New Design

Takashi Murakami

Japanese Painter, Sculptor, Installation artist, Curator, Art Critic, and Cultural Entrepreneur

Takashi Murakami Photo
Born: February 1, 1962
Tokyo, Japan
Main
Art and commerce are one.
Takashi Murakami Signature

Summary of Takashi Murakami

Known for his brightly colored and maniacally cheerful works, Takashi Murakami's astronomical rise to fame in the contemporary art world has been met with equal parts celebration and criticism. Murakami merges Japanese pop culture referents with the country's rich artistic legacy, effectively obliterating any distinction between commodity and high art. He is compared to Andy Warhol for his art-as-business approach, as well as for his large factories of workers who produce, market, and sell his art. His critics have derided him as a sell-out, and as playing into the art market's increasing demands for easily consumable and exotic art from Japan. But for Murakami, this is a compliment and precisely what he intends. His work draws inspiration from the Japanese subculture of otaku, which is replete with strange perversions of cuteness and innocence, as well as incredible violence. Through this, Murakami crafts a subtle critique of Japan's contemporary culture as well as the West's intruding influence upon it.

Key Ideas

Biography of Takashi Murakami

Takashi Murakami Photo

Takashi Murakami was born in 1962. Murakami's father was a taxi driver, and his mother was a homemaker. His mother, who studied needlepoint and designed textiles, had a tremendous influence on Murakami's interest in the arts. His parents often had him write reviews on exhibitions he had seen. If he refused, he was forced to go to bed without dinner. Raised in such a highly competitive environment, Murakami learned how to think and write quickly. These skills partly inform his later fame as an acerbic art critic.

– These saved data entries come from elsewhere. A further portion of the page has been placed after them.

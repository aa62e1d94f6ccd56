use chrono::{DateTime, NaiveDate, Utc};

/// Clock abstracts access to the current timestamp so period math stays
/// deterministic in tests. Core period functions take a date argument
/// directly; this seam is for callers sitting at the UI edge.
pub trait Clock: Send + Sync {
    /// Returns the current UTC timestamp.
    fn now(&self) -> DateTime<Utc>;

    /// Returns the current UTC date. Defaults to `now().date_naive()`.
    fn today(&self) -> NaiveDate {
        self.now().date_naive()
    }
}

/// Real-time clock backed by the system UTC time source.
#[derive(Debug, Default, Clone, Copy)]
pub struct SystemClock;

impl Clock for SystemClock {
    fn now(&self) -> DateTime<Utc> {
        Utc::now()
    }
}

Important Art by Takashi Murakami

727 (1996)

727 (1996)

In the center of this contemporary triptych is Murakami's avatar named Mr. DOB. His open mouth reveals razor sharp teeth, as his multiple eyes roam maniacally across his environs. Japanese anime is known for cartoon characters with unusually large eyes, which frequently encompass a large portion of their face. The roving eyes in this piece take anime's exaggeration even further.

Mr. DOB, created by Murakami in 1993, is derived from the Japanese slang term "dobozite" which roughly translates as "why?" The maniacal smile of Mr. DOB can be understood as Murkami's laughing stance towards the art world, and also towards the West. The title itself, 727, is a reference to the Boeing American airplanes that flew over his childhood home while heading to U.S. military bases. In this sense, the title is a direct reference to the U.S. presence in post-WWII Japan that Murakami is so keen to both explore and critique in his art.

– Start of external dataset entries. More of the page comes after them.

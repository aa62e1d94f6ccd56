use chrono::{Datelike, NaiveDate};
use serde::Serialize;
use uuid::Uuid;

use crate::domain::SavingsGoal;
use crate::summary::{round2, share_percent};

use super::{ServiceError, ServiceResult};

/// Progress toward one savings goal as of a given day.
#[derive(Debug, Clone, PartialEq, Serialize)]
#[serde(rename_all = "camelCase")]
pub struct GoalProgress {
    pub goal_id: Uuid,
    pub name: String,
    pub target_amount: f64,
    pub saved_amount: f64,
    /// Can exceed 100 when the goal is overfunded.
    pub percent_complete: f64,
    pub remaining: f64,
    /// Whole months left until the target date, counting the current month;
    /// zero once the date has passed, absent for open-ended goals.
    #[serde(skip_serializing_if = "Option::is_none")]
    pub months_remaining: Option<u32>,
    /// What to put aside each remaining month to land on target.
    #[serde(skip_serializing_if = "Option::is_none")]
    pub monthly_needed: Option<f64>,
}

pub struct GoalService;

impl GoalService {
    pub fn progress(goal: &SavingsGoal, today: NaiveDate) -> GoalProgress {
        let remaining = (goal.target_amount - goal.saved_amount).max(0.0);
        let months_remaining = goal.target_date.map(|due| months_until(today, due));
        let monthly_needed = months_remaining
            .filter(|months| *months > 0)
            .map(|months| round2(remaining / months as f64));
        GoalProgress {
            goal_id: goal.id,
            name: goal.name.clone(),
            target_amount: round2(goal.target_amount),
            saved_amount: round2(goal.saved_amount),
            percent_complete: round2(share_percent(goal.saved_amount, goal.target_amount)),
            remaining: round2(remaining),
            months_remaining,
            monthly_needed,
        }
    }

    pub fn progress_all(goals: &[SavingsGoal], today: NaiveDate) -> Vec<GoalProgress> {
        goals.iter().map(|goal| Self::progress(goal, today)).collect()
    }

    pub fn progress_for(
        goals: &[SavingsGoal],
        id: Uuid,
        today: NaiveDate,
    ) -> ServiceResult<GoalProgress> {
        goals
            .iter()
            .find(|goal| goal.id == id)
            .map(|goal| Self::progress(goal, today))
            .ok_or_else(|| ServiceError::Invalid(format!("goal `{id}` not found")))
    }
}

/// Months left through `due`, counting the month `today` falls in. A due
/// date strictly before today yields zero.
fn months_until(today: NaiveDate, due: NaiveDate) -> u32 {
    if due < today {
        return 0;
    }
    let today_index = today.year() * 12 + today.month() as i32 - 1;
    let due_index = due.year() * 12 + due.month() as i32 - 1;
    (due_index - today_index).max(1) as u32
}

#[cfg(test)]
mod tests {
    use super::*;

    fn date(year: i32, month: u32, day: u32) -> NaiveDate {
        NaiveDate::from_ymd_opt(year, month, day).unwrap()
    }

    #[test]
    fn progress_reports_the_saved_share_and_remainder() {
        let goal = SavingsGoal::new("Emergency fund", 3000.0).with_saved(1200.0);
        let progress = GoalService::progress(&goal, date(2025, 4, 15));
        assert_eq!(progress.percent_complete, 40.0);
        assert_eq!(progress.remaining, 1800.0);
        assert_eq!(progress.months_remaining, None);
        assert_eq!(progress.monthly_needed, None);
    }

    #[test]
    fn dated_goal_spreads_the_remainder_over_the_months_left() {
        let goal = SavingsGoal::new("Trip", 1200.0)
            .with_saved(300.0)
            .with_target_date(date(2025, 10, 1));
        let progress = GoalService::progress(&goal, date(2025, 4, 15));
        assert_eq!(progress.months_remaining, Some(6));
        assert_eq!(progress.monthly_needed, Some(150.0));
    }

    #[test]
    fn due_this_month_still_counts_one_month() {
        let goal = SavingsGoal::new("Gift", 100.0).with_target_date(date(2025, 4, 28));
        let progress = GoalService::progress(&goal, date(2025, 4, 15));
        assert_eq!(progress.months_remaining, Some(1));
        assert_eq!(progress.monthly_needed, Some(100.0));
    }

    #[test]
    fn past_due_goal_has_zero_months_and_no_monthly_figure() {
        let goal = SavingsGoal::new("Gift", 100.0).with_target_date(date(2025, 4, 1));
        let progress = GoalService::progress(&goal, date(2025, 4, 15));
        assert_eq!(progress.months_remaining, Some(0));
        assert_eq!(progress.monthly_needed, None);
    }

    #[test]
    fn overfunded_goal_exceeds_one_hundred_percent() {
        let goal = SavingsGoal::new("Bike", 500.0).with_saved(600.0);
        let progress = GoalService::progress(&goal, date(2025, 4, 15));
        assert_eq!(progress.percent_complete, 120.0);
        assert_eq!(progress.remaining, 0.0);
    }

    #[test]
    fn zero_target_reports_zero_percent() {
        let goal = SavingsGoal::new("Placeholder", 0.0).with_saved(50.0);
        let progress = GoalService::progress(&goal, date(2025, 4, 15));
        assert_eq!(progress.percent_complete, 0.0);
        assert_eq!(progress.remaining, 0.0);
    }

    #[test]
    fn progress_for_finds_goals_by_id() {
        let goals = vec![
            SavingsGoal::new("First", 100.0),
            SavingsGoal::new("Second", 200.0),
        ];
        let today = date(2025, 4, 15);
        let found = GoalService::progress_for(&goals, goals[1].id, today).unwrap();
        assert_eq!(found.name, "Second");

        let missing = GoalService::progress_for(&goals, Uuid::new_v4(), today);
        assert!(matches!(missing, Err(ServiceError::Invalid(_))));
    }

    #[test]
    fn progress_all_keeps_input_order() {
        let goals = vec![
            SavingsGoal::new("First", 100.0),
            SavingsGoal::new("Second", 200.0),
        ];
        let all = GoalService::progress_all(&goals, date(2025, 4, 15));
        assert_eq!(all.len(), 2);
        assert_eq!(all[0].name, "First");
        assert_eq!(all[1].name, "Second");
    }
}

The stylized wave upon which Mr. DOB sits is an obvious reference to the 19th-century Japanese woodblock artist Hokusai, who was incredibly influential for future Japanese artists and manga comics alike due to his bold colors and flattened compositions. The abstract background, created by scrapping away many layers of paint, is reminiscent of a Japanese folding screen done in the nihonga style. The soothing use of paint in the background of this work is in stark contrast to the cartoonish Mr. D.O.B. atop a parodied version of Hokusai's wave. With a Ph.D. degree in nihonga, Murakami masterfully merges the worlds of historical Japanese aesthetics and popular contemporary Japanese cartoons.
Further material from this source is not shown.